ABOUT THIS EXERCISE –
Search the records for "usize". Copy every line where it appears.

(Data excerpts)
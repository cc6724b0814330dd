//! Centralized keyboard shortcuts.
//!
//! Global keys (any view):
//!
//! | Action        | Keys                      |
//! |---------------|---------------------------|
//! | Next view     | Tab                       |
//! | Previous view | Shift+Tab                 |
//! | Chat          | F1                        |
//! | To-Do List    | F2                        |
//! | AI Quiz       | F3                        |
//! | Quit          | Ctrl+C                    |
//!
//! View keys are listed in the bottom bar (see `labels`).

use crossterm::event::{KeyCode, KeyEvent, KeyEventKind, KeyModifiers};

use super::app::View;

/// Detected global shortcut.
#[derive(Debug, Clone, Copy, PartialEq, Eq)]
pub enum Shortcut {
    NextView,
    PrevView,
    Goto(View),
    Quit,
}

impl Shortcut {
    /// Returns the shortcut if the key matches one. Only key presses count.
    pub fn match_key(key: &KeyEvent) -> Option<Shortcut> {
        if key.kind != KeyEventKind::Press {
            return None;
        }
        match key.code {
            KeyCode::Char('c') if key.modifiers.contains(KeyModifiers::CONTROL) => {
                Some(Shortcut::Quit)
            }
            KeyCode::BackTab => Some(Shortcut::PrevView),
            KeyCode::Tab if key.modifiers.contains(KeyModifiers::SHIFT) => {
                Some(Shortcut::PrevView)
            }
            KeyCode::Tab => Some(Shortcut::NextView),
            KeyCode::F(1) => Some(Shortcut::Goto(View::Chat)),
            KeyCode::F(2) => Some(Shortcut::Goto(View::Todo)),
            KeyCode::F(3) => Some(Shortcut::Goto(View::Quiz)),
            _ => None,
        }
    }
}

/// Bottom bar hints per view and mode.
pub mod labels {
    use super::super::app::{QuizView, TodoView, View};

    pub fn bottom_bar(view: View, quiz: &QuizView, todo: &TodoView, adding_task: bool) -> String {
        let keys = match view {
            View::Chat => "Enter send  ↑↓ scroll",
            View::Quiz => match quiz {
                QuizView::Picker => "↑↓ subject  Enter start quiz",
                QuizView::Loading(_) => "Esc cancel",
                QuizView::Running => "↑↓/A-D choose  Enter submit  Esc quit quiz",
                QuizView::Failed(_) => "Esc back",
            },
            View::Todo => match todo {
                TodoView::Picker => "↑↓ subject  Enter open list",
                TodoView::Loading(_) => "Esc cancel",
                TodoView::List(_) if adding_task => "Enter add task  Esc cancel",
                TodoView::List(_) => "↑↓ task  Space toggle  a add  x remove  Esc back",
                TodoView::Failed(_) => "Esc back",
            },
        };
        format!("{}  │  Tab/F1-F3 switch view  Ctrl+C quit ", keys)
    }
}

#[cfg(test)]
mod tests {
    use super::*;
    use crossterm::event::KeyEventState;

    fn key(code: KeyCode, modifiers: KeyModifiers) -> KeyEvent {
        KeyEvent {
            code,
            modifiers,
            kind: KeyEventKind::Press,
            state: KeyEventState::empty(),
        }
    }

    #[test]
    fn match_quit_ctrl_c() {
        assert_eq!(
            Shortcut::match_key(&key(KeyCode::Char('c'), KeyModifiers::CONTROL)),
            Some(Shortcut::Quit)
        );
        assert_eq!(
            Shortcut::match_key(&key(KeyCode::Char('c'), KeyModifiers::empty())),
            None
        );
    }

    #[test]
    fn tab_cycles_views() {
        assert_eq!(
            Shortcut::match_key(&key(KeyCode::Tab, KeyModifiers::empty())),
            Some(Shortcut::NextView)
        );
        assert_eq!(
            Shortcut::match_key(&key(KeyCode::BackTab, KeyModifiers::SHIFT)),
            Some(Shortcut::PrevView)
        );
    }

    #[test]
    fn function_keys_jump_to_views() {
        assert_eq!(
            Shortcut::match_key(&key(KeyCode::F(3), KeyModifiers::empty())),
            Some(Shortcut::Goto(View::Quiz))
        );
    }

    #[test]
    fn key_release_is_ignored() {
        let mut k = key(KeyCode::Tab, KeyModifiers::empty());
        k.kind = KeyEventKind::Release;
        assert_eq!(Shortcut::match_key(&k), None);
    }

    #[test]
    fn bottom_bar_mentions_view_keys() {
        use super::super::app::{QuizView, TodoView};
        let bar = labels::bottom_bar(View::Todo, &QuizView::Picker, &TodoView::List("Art".into()), true);
        assert!(bar.contains("Enter add task"));
    }
}
//! Quiz flow: ask a question, grade the selection, move on after a short delay.

use std::time::Duration;

use super::{Letter, QuizQuestion};

/// How long grading feedback stays on screen before the next question.
pub const QUIZ_FEEDBACK_DELAY: Duration = Duration::from_millis(1200);

#[derive(Debug, Clone, Copy, PartialEq, Eq)]
pub enum QuizState {
    NotStarted,
    /// Showing question `index`, waiting for a submission.
    Asking(usize),
    /// Question `index` was graded; feedback is showing.
    Graded(usize),
    Complete,
}

/// Result of grading one submission.
#[derive(Debug, Clone, PartialEq, Eq)]
pub enum Feedback {
    Correct,
    Wrong { answer: Letter, answer_text: String },
}

impl Feedback {
    pub fn message(&self) -> String {
        match self {
            Feedback::Correct => "Correct!".to_string(),
            Feedback::Wrong {
                answer,
                answer_text,
            } => format!("Wrong. Correct answer: {}) {}", answer, answer_text),
        }
    }
}

#[derive(Debug, Clone, PartialEq, Eq)]
pub enum SubmitOutcome {
    /// Nothing selected; state unchanged, the user should pick an answer.
    NoSelection,
    Graded(Feedback),
    /// Submission outside the Asking state; no effect.
    Ignored,
}

/// A quiz in progress for one subject.
#[derive(Debug, Clone)]
pub struct QuizSession {
    subject: String,
    questions: Vec<QuizQuestion>,
    state: QuizState,
    score: usize,
    last_feedback: Option<Feedback>,
}

impl QuizSession {
    pub fn new(subject: impl Into<String>, questions: Vec<QuizQuestion>) -> Self {
        Self {
            subject: subject.into(),
            questions,
            state: QuizState::NotStarted,
            score: 0,
            last_feedback: None,
        }
    }

    pub fn subject(&self) -> &str {
        &self.subject
    }

    pub fn state(&self) -> QuizState {
        self.state
    }

    pub fn score(&self) -> usize {
        self.score
    }

    pub fn total(&self) -> usize {
        self.questions.len()
    }

    /// Feedback for the most recently graded question.
    pub fn last_feedback(&self) -> Option<&Feedback> {
        self.last_feedback.as_ref()
    }

    /// Begin at the first question. A quiz with no questions completes immediately.
    pub fn start(&mut self) {
        if self.state != QuizState::NotStarted {
            return;
        }
        self.state = if self.questions.is_empty() {
            QuizState::Complete
        } else {
            QuizState::Asking(0)
        };
    }

    /// Question index currently on screen (asking or graded).
    pub fn current_index(&self) -> Option<usize> {
        match self.state {
            QuizState::Asking(i) | QuizState::Graded(i) => Some(i),
            QuizState::NotStarted | QuizState::Complete => None,
        }
    }

    pub fn current(&self) -> Option<&QuizQuestion> {
        self.current_index().and_then(|i| self.questions.get(i))
    }

    /// Grade `selection` against the current question.
    pub fn submit(&mut self, selection: Option<Letter>) -> SubmitOutcome {
        let QuizState::Asking(index) = self.state else {
            return SubmitOutcome::Ignored;
        };
        let Some(selected) = selection else {
            return SubmitOutcome::NoSelection;
        };
        let question = &self.questions[index];
        let feedback = if selected == question.answer {
            self.score += 1;
            Feedback::Correct
        } else {
            Feedback::Wrong {
                answer: question.answer,
                answer_text: question.answer_text().to_string(),
            }
        };
        self.state = QuizState::Graded(index);
        self.last_feedback = Some(feedback.clone());
        SubmitOutcome::Graded(feedback)
    }

    /// Leave the Graded state: next question, or Complete after the last one.
    pub fn advance(&mut self) {
        let QuizState::Graded(index) = self.state else {
            return;
        };
        self.last_feedback = None;
        self.state = if index + 1 < self.questions.len() {
            QuizState::Asking(index + 1)
        } else {
            QuizState::Complete
        };
    }

    pub fn is_complete(&self) -> bool {
        self.state == QuizState::Complete
    }

    /// Final score as `score / total`.
    pub fn summary(&self) -> String {
        format!("{} / {}", self.score, self.total())
    }
}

RESULT OF THE EXERCISE –
    Asking(usize),
    Graded(usize),
    score: usize,
    pub fn score(&self) -> usize {
    pub fn total(&self) -> usize {
    pub fn current_index(&self) -> Option<usize> {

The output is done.